Cordilleran Section - 116th Annual Meeting - 2020

Paper No. 22-7
Presentation Time: 9:00 AM-6:00 PM

CALIFORNIA HYDROCLIMATE VARIABILITY SINCE THE LAST GLACIAL MAXIMUM: PRELIMINARY STALAGMITE RESULTS FROM CRYSTAL CAVE, SEQUOIA NATIONAL PARK, CA


JOHNSON, Kathleen R.1, MCCABE-GLYNN, Staryl2, CHENG, Hai3, WRIGHT, Kevin T.1, COREAS, Cesiah1 and WHITE, Aliza1, (1)Dept. of Earth System Science, University of California, Irvine, 3206 Croul Hall, Irvine, CA 92697-3100, (2)Geoscience and Environment Department, California State University, Los Angeles, 51, Los Angeles, CA 90032, (3)School of Human Settlement and Civil Engineering, Xi’an Jiaotong University, Xi’an, 710049, China

Speleothem and Lake records from Southwestern North America have revealed substantial interannual to orbital-scale variations in temperature, precipitation, and ecosystems during the last deglaciation and Holocene. These variations have been linked to both external forcing and internal climate variability driven by Earth’s orbital variations, the strength of Atlantic meridional overturning circulation (AMOC), the size of Northern Hemisphere ice sheets, Pacific sea surface temperature patterns, and related changes in atmospheric circulation. However, the relative importance of these factors in California remains unclear, due to the limited availability of continuous paleoclimate archives spanning the Late Pleistocene and Holocene.

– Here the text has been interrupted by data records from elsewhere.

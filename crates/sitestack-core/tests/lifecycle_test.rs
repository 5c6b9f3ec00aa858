//! Lifecycle manager against the in-memory engine

use async_trait::async_trait;
use serde_json::{Value, json};
use sitestack_core::website::{ACCESS_BLOCK, BUCKET, INDEX, POLICY, WEBSITE_URL_OUTPUT};
use sitestack_core::{
    ErrorKind, LifecycleAction, LifecycleError, ProviderSettings, ResourceSpec, SessionPool,
    StackLifecycleManager, spec_from_config,
};
use sitestack_engine::{
    ConfigMap, EngineError, MemoryEngine, NoProgress, OperationResult, OutputValue, ProgressSink,
    ProvisioningEngine, ResourceGraph, Result, StackHandle, StackIdentity, StackStatus, UpResult,
};
use std::sync::atomic::{AtomicUsize, Ordering};
use std::sync::{Arc, Mutex};
use std::time::Duration;

fn identity() -> StackIdentity {
    StackIdentity::new("sitestack", "dev")
}

fn spec() -> ResourceSpec {
    ResourceSpec::new("my-bucket", "hi")
}

fn manager(engine: Arc<MemoryEngine>) -> StackLifecycleManager {
    StackLifecycleManager::new(engine).with_progress(Arc::new(NoProgress))
}

/// Records every engine call before delegating to the memory engine
#[derive(Default)]
struct CountingEngine {
    inner: MemoryEngine,
    calls: AtomicUsize,
}

impl CountingEngine {
    fn calls(&self) -> usize {
        self.calls.load(Ordering::SeqCst)
    }

    fn touch(&self) {
        self.calls.fetch_add(1, Ordering::SeqCst);
    }
}

#[async_trait]
impl ProvisioningEngine for CountingEngine {
    fn name(&self) -> &str {
        "counting"
    }

    async fn create_or_select_stack(
        &self,
        identity: &StackIdentity,
        program: &ResourceGraph,
    ) -> Result<StackHandle> {
        self.touch();
        self.inner.create_or_select_stack(identity, program).await
    }

    async fn install_program(&self, stack: &StackHandle, program: &ResourceGraph) -> Result<()> {
        self.touch();
        self.inner.install_program(stack, program).await
    }

    async fn set_config(&self, stack: &StackHandle, config: &ConfigMap) -> Result<()> {
        self.touch();
        self.inner.set_config(stack, config).await
    }

    async fn up(&self, stack: &StackHandle, progress: &dyn ProgressSink) -> Result<UpResult> {
        self.touch();
        self.inner.up(stack, progress).await
    }

    async fn refresh(
        &self,
        stack: &StackHandle,
        progress: &dyn ProgressSink,
    ) -> Result<OperationResult> {
        self.touch();
        self.inner.refresh(stack, progress).await
    }

    async fn destroy(
        &self,
        stack: &StackHandle,
        progress: &dyn ProgressSink,
    ) -> Result<OperationResult> {
        self.touch();
        self.inner.destroy(stack, progress).await
    }

    async fn cancel(&self, stack: &StackHandle) -> Result<()> {
        self.touch();
        self.inner.cancel(stack).await
    }
}

/// Memory engine whose `up` reports a rewritten website output
struct RewrittenOutput {
    inner: MemoryEngine,
    website_url: Option<Value>,
}

#[async_trait]
impl ProvisioningEngine for RewrittenOutput {
    fn name(&self) -> &str {
        "rewritten-output"
    }

    async fn create_or_select_stack(
        &self,
        identity: &StackIdentity,
        program: &ResourceGraph,
    ) -> Result<StackHandle> {
        self.inner.create_or_select_stack(identity, program).await
    }

    async fn install_program(&self, stack: &StackHandle, program: &ResourceGraph) -> Result<()> {
        self.inner.install_program(stack, program).await
    }

    async fn set_config(&self, stack: &StackHandle, config: &ConfigMap) -> Result<()> {
        self.inner.set_config(stack, config).await
    }

    async fn up(&self, stack: &StackHandle, progress: &dyn ProgressSink) -> Result<UpResult> {
        let mut result = self.inner.up(stack, progress).await?;
        result.outputs.remove(WEBSITE_URL_OUTPUT);
        if let Some(value) = &self.website_url {
            result
                .outputs
                .insert(WEBSITE_URL_OUTPUT.to_string(), OutputValue::new(value.clone()));
        }
        Ok(result)
    }

    async fn refresh(
        &self,
        stack: &StackHandle,
        progress: &dyn ProgressSink,
    ) -> Result<OperationResult> {
        self.inner.refresh(stack, progress).await
    }

    async fn destroy(
        &self,
        stack: &StackHandle,
        progress: &dyn ProgressSink,
    ) -> Result<OperationResult> {
        self.inner.destroy(stack, progress).await
    }

    async fn cancel(&self, stack: &StackHandle) -> Result<()> {
        self.inner.cancel(stack).await
    }
}

/// Collects progress lines
#[derive(Default)]
struct Recorder(Mutex<Vec<String>>);

impl ProgressSink for Recorder {
    fn line(&self, line: &str) {
        self.0.lock().unwrap().push(line.to_string());
    }
}

#[tokio::test]
async fn test_up_returns_website_url() {
    let engine = Arc::new(MemoryEngine::new());
    let manager = manager(engine.clone());

    let stack = manager.resolve(&identity(), &spec()).await.unwrap();
    let result = manager.run(&stack, "up").await.unwrap();

    assert_eq!(result.action, LifecycleAction::Up);
    assert_eq!(
        result.message,
        "Website URL: my-bucket.s3-website-us-east-1.amazonaws.com"
    );
    assert_eq!(
        result.website_url.as_deref(),
        Some("my-bucket.s3-website-us-east-1.amazonaws.com")
    );
    assert_eq!(result.summary.unwrap().create, 4);
    assert_eq!(engine.status(&identity()), StackStatus::Active);
}

#[tokio::test]
async fn test_up_is_idempotent() {
    let engine = Arc::new(MemoryEngine::new());
    let manager = manager(engine.clone());

    let first = manager.execute(&identity(), &spec(), "up").await.unwrap();
    let state_before = engine.state(&identity()).unwrap();

    let second = manager.execute(&identity(), &spec(), "up").await.unwrap();
    let state_after = engine.state(&identity()).unwrap();

    assert_eq!(first.message, second.message);
    let summary = second.summary.unwrap();
    assert!(!summary.has_changes());
    assert_eq!(summary.same, 4);
    assert_eq!(state_before.resources, state_after.resources);
}

#[tokio::test]
async fn test_changed_message_updates_only_the_index() {
    let engine = Arc::new(MemoryEngine::new());
    let manager = manager(engine.clone());

    manager.execute(&identity(), &spec(), "up").await.unwrap();
    let result = manager
        .execute(&identity(), &ResourceSpec::new("my-bucket", "bye"), "up")
        .await
        .unwrap();

    let summary = result.summary.unwrap();
    assert_eq!(summary.update, 1);
    assert_eq!(summary.same, 3);
    assert_eq!(summary.create, 0);
}

#[tokio::test]
async fn test_policy_applied_after_access_block() {
    let engine = Arc::new(MemoryEngine::new());
    let recorder = Arc::new(Recorder::default());
    let manager = StackLifecycleManager::new(engine).with_progress(recorder.clone());

    manager.execute(&identity(), &spec(), "up").await.unwrap();

    let lines = recorder.0.lock().unwrap().clone();
    let position = |name: &str| {
        lines
            .iter()
            .position(|l| l.contains(name) && l.contains("create"))
            .unwrap()
    };
    assert!(position(BUCKET) < position(ACCESS_BLOCK));
    assert!(position(ACCESS_BLOCK) < position(POLICY));
}

#[tokio::test]
async fn test_missing_or_mistyped_website_url_fails_up() {
    for website_url in [None, Some(json!(42))] {
        let engine = Arc::new(RewrittenOutput {
            inner: MemoryEngine::new(),
            website_url,
        });
        let manager = StackLifecycleManager::new(engine).with_progress(Arc::new(NoProgress));

        let result = manager.execute(&identity(), &spec(), "up").await;
        let Err(err) = result else {
            panic!("up succeeded without a usable website url");
        };
        assert!(matches!(
            err,
            LifecycleError::MissingOutput { ref output, .. } if output == WEBSITE_URL_OUTPUT
        ));
        assert_eq!(err.kind(), ErrorKind::Internal);
    }
}

#[tokio::test]
async fn test_message_with_interpolation_is_stored_verbatim() {
    let engine = Arc::new(MemoryEngine::new());
    let manager = manager(engine.clone());

    for message in ["price is ${price}", "leak ${site-bucket.arn}"] {
        manager
            .execute(&identity(), &ResourceSpec::new("my-bucket", message), "up")
            .await
            .unwrap();

        let state = engine.state(&identity()).unwrap();
        let content: String = state
            .get_resource(INDEX)
            .unwrap()
            .get_attribute("content")
            .unwrap();
        assert!(content.contains(&format!("Your custom message is = {} ", message)));
        assert!(!content.contains("arn:aws:s3"));
    }
}

#[tokio::test]
async fn test_destroy_after_up_then_destroy_again() {
    let engine = Arc::new(MemoryEngine::new());
    let manager = manager(engine.clone());

    manager.execute(&identity(), &spec(), "up").await.unwrap();

    let destroyed = manager
        .execute(&identity(), &spec(), "destroy")
        .await
        .unwrap();
    assert_eq!(destroyed.message, "Stack successfully destroyed: dev");
    assert_eq!(destroyed.summary.unwrap().delete, 4);
    assert_eq!(engine.status(&identity()), StackStatus::Absent);

    let again = manager
        .execute(&identity(), &spec(), "destroy")
        .await
        .unwrap();
    assert_eq!(again.message, "Stack successfully destroyed: dev");
    assert!(!again.summary.unwrap().has_changes());
    assert_eq!(engine.status(&identity()), StackStatus::Absent);
}

#[tokio::test]
async fn test_refresh_reports_drift() {
    let engine = Arc::new(MemoryEngine::new());
    let manager = manager(engine.clone());

    manager.execute(&identity(), &spec(), "up").await.unwrap();
    assert!(engine.remove_remote(&identity(), POLICY));

    let result = manager
        .execute(&identity(), &spec(), "refresh")
        .await
        .unwrap();
    assert_eq!(result.message, "Stack refreshed successfully: dev");
    assert_eq!(result.summary.unwrap().delete, 1);

    // The next up puts the policy back
    let up = manager.execute(&identity(), &spec(), "up").await.unwrap();
    assert_eq!(up.summary.unwrap().create, 1);
}

#[tokio::test]
async fn test_unknown_action_never_reaches_engine() {
    let engine = Arc::new(CountingEngine::default());
    let manager = StackLifecycleManager::new(engine.clone());

    let err = manager
        .execute(&identity(), &spec(), "deploy")
        .await
        .unwrap_err();
    assert_eq!(err.to_string(), "unknown action: deploy");
    assert_eq!(err.kind(), ErrorKind::Validation);
    assert_eq!(engine.calls(), 0);

    let stack = manager.resolve(&identity(), &spec()).await.unwrap();
    let calls = engine.calls();
    let err = manager.run(&stack, "preview").await.unwrap_err();
    assert!(matches!(err, LifecycleError::UnknownAction(ref name) if name == "preview"));
    assert_eq!(engine.calls(), calls);
}

#[tokio::test]
async fn test_cancel_without_operation_is_verbatim() {
    let engine = Arc::new(MemoryEngine::new());
    let manager = manager(engine);

    let err = manager
        .execute(&identity(), &spec(), "cancel")
        .await
        .unwrap_err();

    assert!(matches!(
        err,
        LifecycleError::Operation {
            action: LifecycleAction::Cancel,
            source: EngineError::NoOperationInProgress(_),
        }
    ));
    assert_eq!(
        err.to_string(),
        "no update is in progress for stack sitestack/dev"
    );
}

#[tokio::test]
async fn test_cancel_rolls_back_in_flight_up() {
    let engine = Arc::new(MemoryEngine::new().with_step_delay(Duration::from_millis(50)));
    let manager = Arc::new(manager(engine.clone()));

    let running = {
        let manager = manager.clone();
        tokio::spawn(async move { manager.execute(&identity(), &spec(), "up").await })
    };

    tokio::time::sleep(Duration::from_millis(75)).await;
    assert_eq!(engine.status(&identity()), StackStatus::OperationInFlight);

    let canceled = manager
        .execute(&identity(), &spec(), "cancel")
        .await
        .unwrap();
    assert_eq!(canceled.message, "Stack successfully canceled: dev");

    let err = running.await.unwrap().unwrap_err();
    assert!(matches!(
        err,
        LifecycleError::Operation {
            source: EngineError::Canceled(_),
            ..
        }
    ));
    assert_eq!(engine.status(&identity()), StackStatus::Absent);
}

#[tokio::test]
async fn test_concurrent_up_is_rejected_by_engine() {
    let engine = Arc::new(MemoryEngine::new().with_step_delay(Duration::from_millis(50)));
    let manager = Arc::new(manager(engine.clone()));

    let running = {
        let manager = manager.clone();
        tokio::spawn(async move { manager.execute(&identity(), &spec(), "up").await })
    };
    tokio::time::sleep(Duration::from_millis(25)).await;

    let err = manager
        .execute(&identity(), &spec(), "up")
        .await
        .unwrap_err();
    assert_eq!(err.kind(), ErrorKind::Conflict);

    assert!(running.await.unwrap().is_ok());
}

#[tokio::test]
async fn test_invalid_spec_fails_before_engine() {
    let engine = Arc::new(CountingEngine::default());
    let manager = StackLifecycleManager::new(engine.clone());

    let err = manager
        .execute(&identity(), &ResourceSpec::new("", "hi"), "up")
        .await
        .unwrap_err();
    assert!(matches!(err, LifecycleError::InvalidSpec(_)));
    assert_eq!(err.kind(), ErrorKind::Validation);
    assert_eq!(engine.calls(), 0);

    let err = manager
        .resolve(&StackIdentity::new("sitestack", ""), &spec())
        .await
        .unwrap_err();
    assert!(matches!(err, LifecycleError::InvalidSpec(_)));
    assert_eq!(engine.calls(), 0);
}

#[tokio::test]
async fn test_config_propagated_on_every_resolve() {
    let engine = Arc::new(MemoryEngine::new());
    let manager = manager(engine.clone()).with_settings(ProviderSettings {
        profile: "ops".to_string(),
        region: "eu-west-1".to_string(),
    });

    manager.resolve(&identity(), &spec()).await.unwrap();
    let config = engine.config(&identity()).unwrap();
    assert_eq!(config["aws:profile"].value, "ops");
    assert_eq!(config["aws:region"].value, "eu-west-1");
    assert_eq!(spec_from_config(&config, "dev"), Some(spec()));

    let updated = ResourceSpec::new("my-bucket", "second");
    manager.resolve(&identity(), &updated).await.unwrap();
    let config = engine.config(&identity()).unwrap();
    assert_eq!(spec_from_config(&config, "dev"), Some(updated));
}

#[tokio::test]
async fn test_region_drives_endpoint() {
    let engine = Arc::new(MemoryEngine::new());
    let manager = manager(engine).with_settings(ProviderSettings {
        profile: "dev".to_string(),
        region: "eu-west-1".to_string(),
    });

    let result = manager.execute(&identity(), &spec(), "up").await.unwrap();
    assert_eq!(
        result.message,
        "Website URL: my-bucket.s3-website-eu-west-1.amazonaws.com"
    );
}

#[tokio::test]
async fn test_pooled_manager_resolves_once() {
    let engine = Arc::new(CountingEngine::default());
    let manager = StackLifecycleManager::new(engine.clone())
        .with_progress(Arc::new(NoProgress))
        .with_pool(SessionPool::new(Duration::from_secs(60)));

    manager.execute(&identity(), &spec(), "up").await.unwrap();
    manager.execute(&identity(), &spec(), "up").await.unwrap();
    assert_eq!(manager.pool().map(SessionPool::len), Some(1));

    manager
        .execute(&identity(), &spec(), "destroy")
        .await
        .unwrap();
    assert_eq!(manager.pool().map(SessionPool::len), Some(0));

    manager.shutdown().await;
}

To address this, we have developed a new U-Th dated speleothem stable isotope (δ18O and δ13C) from Crystal Cave in Sequoia National Park. Our decadal-resolution record spans the last ~21 kyr, and shows evidence for a cold-wet Heinrich Stadial 1 and Younger Dryas, and a warm-dry Bølling-Allerød. Oxygen isotopes show muted evidence for orbital-scale changes in temperature and storm trajectories during the Holocene, but stable carbon isotopes suggest a drying trend since ~7 kyr BP, potentially in response to declining Northern Hemisphere summer insolation.